▼▼▼
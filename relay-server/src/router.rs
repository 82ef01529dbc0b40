//! Routing of envelopes to recipients' delivery queues.
//!
//! The router never waits on a recipient. An envelope either lands on the
//! recipient's queue immediately or is dropped: there is no store-and-forward
//! for offline keys and no blocking on full queues.

use crate::error::{RouteError, RouteResult, SendError};
use crate::registry::Registry;
use crate::server::RelayMetrics;
use relay_types::Envelope;
use std::sync::atomic::Ordering;
use std::sync::Arc;

/// Resolves `TO` against the registry and enqueues on the target connection.
#[derive(Debug, Clone)]
pub struct Router {
    registry: Arc<Registry>,
    metrics: Arc<RelayMetrics>,
}

impl Router {
    /// Create a router over a registry.
    pub fn new(registry: Arc<Registry>, metrics: Arc<RelayMetrics>) -> Self {
        Self { registry, metrics }
    }

    /// Route one envelope.
    ///
    /// Failures are logged and counted here; the returned error lets the
    /// caller decide whether to tell the sender.
    pub fn route(&self, envelope: Envelope) -> RouteResult {
        let result = self.try_route(envelope);
        match &result {
            Ok(()) => {
                self.metrics.envelopes_routed.fetch_add(1, Ordering::Relaxed);
            }
            Err(RouteError::Backpressure { recipient }) => {
                self.metrics.backpressure_drops.fetch_add(1, Ordering::Relaxed);
                tracing::warn!(
                    "Backpressure: dropped envelope for {} (queue full)",
                    recipient.fingerprint()
                );
            }
            Err(e) => {
                self.metrics.undeliverable_total.fetch_add(1, Ordering::Relaxed);
                tracing::debug!("Dropped undeliverable envelope: {}", e);
            }
        }
        result
    }

    fn try_route(&self, envelope: Envelope) -> RouteResult {
        if envelope.to.is_empty() {
            return Err(RouteError::MissingRecipient);
        }
        if envelope.from.is_empty() {
            return Err(RouteError::MissingSender);
        }

        let Some(target) = self.registry.lookup(&envelope.to) else {
            return Err(RouteError::Undeliverable {
                recipient: envelope.to,
            });
        };

        tracing::trace!(
            "Routing {} byte envelope {} -> {}",
            envelope.content.len(),
            envelope.from.fingerprint(),
            envelope.to.fingerprint()
        );

        target.send(envelope).map_err(|e| {
            let recipient = target.public_key().clone();
            match e {
                SendError::Backpressure => RouteError::Backpressure { recipient },
                SendError::Closed => RouteError::RecipientClosed { recipient },
            }
        })
    }
}
//! Main relay server coordination.
//!
//! `RelayServer` owns the registry, router, rate limiters and metrics, runs
//! the accept loop, and starts one session per connection.

use crate::config::{Config, ConfigError};
use crate::connection::Connection;
use crate::error::Result;
use crate::limits::RateLimits;
use crate::protocol;
use crate::registry::Registry;
use crate::router::Router;
use crate::session::{Session, SessionEnd};
use crate::transport::{FrameSink, FrameSource};
use relay_types::{Envelope, PublicKey};
use std::sync::atomic::{AtomicU64, Ordering};
use std::sync::Arc;
use std::time::Duration;
use tokio::net::TcpListener;
use tokio::sync::watch;
use tokio::task::JoinHandle;

/// Operational metrics for monitoring relay activity.
///
/// All counters are monotonically increasing (reset only on restart).
/// Plain `AtomicU64`s, incremented without locks.
#[derive(Debug, Default)]
pub struct RelayMetrics {
    /// Total TCP connections accepted (before the websocket handshake).
    pub connections_accepted: AtomicU64,
    /// Total sessions started (connections registered under a key).
    pub sessions_started: AtomicU64,
    /// Total connections dropped during the handshake.
    pub handshake_failures: AtomicU64,
    /// Total envelopes placed on a recipient's delivery queue.
    pub envelopes_routed: AtomicU64,
    /// Total envelopes written to a recipient's transport.
    pub envelopes_delivered: AtomicU64,
    /// Total envelopes dropped because the recipient was missing or closing.
    pub undeliverable_total: AtomicU64,
    /// Total envelopes dropped because the recipient's queue was full.
    pub backpressure_drops: AtomicU64,
    /// Total frames that failed to decode.
    pub malformed_frames: AtomicU64,
    /// Total connections evicted by a newer connection with the same key.
    pub evictions_total: AtomicU64,
    /// Total rate limit rejections (connection + message).
    pub rate_limit_hits: AtomicU64,
}

/// Main relay server.
pub struct RelayServer {
    config: Config,
    registry: Arc<Registry>,
    router: Router,
    /// Rate limiters for connections and messages.
    rate_limits: RateLimits,
    /// Operational metrics (counters).
    metrics: Arc<RelayMetrics>,
    shutdown: watch::Sender<bool>,
}

impl std::fmt::Debug for RelayServer {
    fn fmt(&self, f: &mut std::fmt::Formatter<'_>) -> std::fmt::Result {
        f.debug_struct("RelayServer")
            .field("config", &self.config)
            .field("rate_limits", &self.rate_limits)
            .field("metrics", &self.metrics)
            .field("connections", &self.registry.len())
            .finish_non_exhaustive()
    }
}

impl RelayServer {
    /// Create a relay with an empty registry.
    ///
    /// # Errors
    ///
    /// Returns an error if the configured limits are invalid.
    pub fn new(config: Config) -> std::result::Result<Self, ConfigError> {
        let rate_limits = RateLimits::new(&config.limits)?;
        let registry = Arc::new(Registry::new());
        let metrics = Arc::new(RelayMetrics::default());
        let router = Router::new(Arc::clone(&registry), Arc::clone(&metrics));
        let (shutdown, _) = watch::channel(false);

        Ok(Self {
            config,
            registry,
            router,
            rate_limits,
            metrics,
            shutdown,
        })
    }

    /// Get the relay configuration.
    pub fn config(&self) -> &Config {
        &self.config
    }

    /// Get the connection registry.
    pub fn registry(&self) -> &Registry {
        &self.registry
    }

    /// Get the router.
    pub fn router(&self) -> &Router {
        &self.router
    }

    /// Get access to the rate limiters.
    pub fn rate_limits(&self) -> &RateLimits {
        &self.rate_limits
    }

    /// Get access to the operational metrics.
    pub fn metrics(&self) -> &RelayMetrics {
        &self.metrics
    }

    /// Number of currently registered connections.
    pub fn total_connections(&self) -> usize {
        self.registry.len()
    }

    /// Whether [`shutdown`](Self::shutdown) has been called.
    pub fn is_shutting_down(&self) -> bool {
        *self.shutdown.borrow()
    }

    /// Register a connection for an already identified transport and start
    /// its session.
    ///
    /// Any existing connection for the same key is evicted. Returns the new
    /// connection's handle and the session task.
    pub fn attach<S, K>(
        self: &Arc<Self>,
        public_key: PublicKey,
        source: S,
        sink: K,
    ) -> (Connection, JoinHandle<SessionEnd>)
    where
        S: FrameSource + 'static,
        K: FrameSink + 'static,
    {
        self.start_session(public_key, source, sink, None)
    }

    /// Like [`attach`](Self::attach), but the session writes an `ACK` to
    /// the client before any routed envelope.
    pub fn attach_greeted<S, K>(
        self: &Arc<Self>,
        public_key: PublicKey,
        source: S,
        sink: K,
    ) -> (Connection, JoinHandle<SessionEnd>)
    where
        S: FrameSource + 'static,
        K: FrameSink + 'static,
    {
        let ack = Envelope::ack(public_key.clone());
        self.start_session(public_key, source, sink, Some(ack))
    }

    fn start_session<S, K>(
        self: &Arc<Self>,
        public_key: PublicKey,
        source: S,
        sink: K,
        greeting: Option<Envelope>,
    ) -> (Connection, JoinHandle<SessionEnd>)
    where
        S: FrameSource + 'static,
        K: FrameSink + 'static,
    {
        let (connection, queue) =
            Connection::new(public_key, self.config.limits.delivery_queue_capacity);
        connection.activate();

        if self.registry.register(connection.clone()).is_some() {
            self.metrics.evictions_total.fetch_add(1, Ordering::Relaxed);
        }
        self.metrics.sessions_started.fetch_add(1, Ordering::Relaxed);

        // shutdown() sets the flag before close_all(), so a registration that
        // close_all() missed always sees it here
        if self.is_shutting_down() {
            tracing::info!(
                "Relay shutting down, closing late connection {}",
                connection.id()
            );
            connection.close();
        }

        tracing::info!(
            "Session established: key={} connection={} (total: {})",
            connection.public_key().fingerprint(),
            connection.id(),
            self.registry.len()
        );

        let mut session = Session::new(Arc::clone(self), connection.clone(), queue);
        if let Some(greeting) = greeting {
            session = session.with_greeting(greeting);
        }
        let handle = tokio::spawn(session.run(source, sink));
        (connection, handle)
    }

    /// Validate the configuration and bind the websocket listener.
    ///
    /// # Errors
    ///
    /// Returns an error for invalid configuration or if binding fails.
    pub async fn bind(&self) -> Result<TcpListener> {
        self.config.validate()?;
        let listener = TcpListener::bind(&self.config.server.bind_address).await?;
        Ok(listener)
    }

    /// Accept websocket connections until [`shutdown`](Self::shutdown).
    ///
    /// Accept failures are logged and retried; they never stop the loop.
    pub async fn run(self: Arc<Self>, listener: TcpListener) -> Result<()> {
        tracing::info!("Relay listening on {}", listener.local_addr()?);

        loop {
            tokio::select! {
                _ = self.stopped() => break,
                accepted = listener.accept() => match accepted {
                    Ok((stream, peer)) => {
                        self.metrics.connections_accepted.fetch_add(1, Ordering::Relaxed);
                        tokio::spawn(protocol::accept_websocket(Arc::clone(&self), stream, peer));
                    }
                    Err(e) => {
                        tracing::warn!("Failed to accept connection: {}", e);
                        tokio::time::sleep(Duration::from_millis(100)).await;
                    }
                },
            }
        }

        tracing::info!("Relay stopped accepting connections");
        Ok(())
    }

    /// Stop accepting and close every registered connection.
    pub fn shutdown(&self) {
        self.shutdown.send_replace(true);
        let closed = self.registry.close_all();
        tracing::info!("Shutting down: closing {} connections", closed);
    }

    /// Resolve once [`shutdown`](Self::shutdown) has been called.
    pub async fn stopped(&self) {
        let mut rx = self.shutdown.subscribe();
        let _ = rx.wait_for(|stop| *stop).await;
    }
}
//! Health check endpoint.

use crate::server::RelayServer;
use axum::{Extension, Json};
use serde::Serialize;
use std::sync::Arc;
use std::time::Instant;

/// Global start time for uptime calculation.
static START_TIME: std::sync::OnceLock<Instant> = std::sync::OnceLock::new();

/// Initialize the start time (call once at startup).
pub fn init_start_time() {
    START_TIME.get_or_init(Instant::now);
}

/// Health status response.
#[derive(Debug, Clone, Serialize)]
pub struct HealthStatus {
    /// "ok", or "shutting_down" once shutdown has begun.
    pub status: String,
    /// Server version.
    pub version: String,
    /// Number of registered connections.
    pub connections: usize,
    /// Uptime in seconds.
    pub uptime_seconds: u64,
}

/// Health check handler.
pub async fn health_handler(Extension(relay): Extension<Arc<RelayServer>>) -> Json<HealthStatus> {
    let uptime = START_TIME
        .get()
        .map(|start| start.elapsed().as_secs())
        .unwrap_or(0);

    let status = if relay.is_shutting_down() {
        "shutting_down"
    } else {
        "ok"
    };

    Json(HealthStatus {
        status: status.to_string(),
        version: env!("CARGO_PKG_VERSION").to_string(),
        connections: relay.total_connections(),
        uptime_seconds: uptime,
    })
}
▲▲▲
§ How to complete this task: For the string "usize", work out how many lines of the data contain it; answer with the number alone.

§ Response to this exercise: 2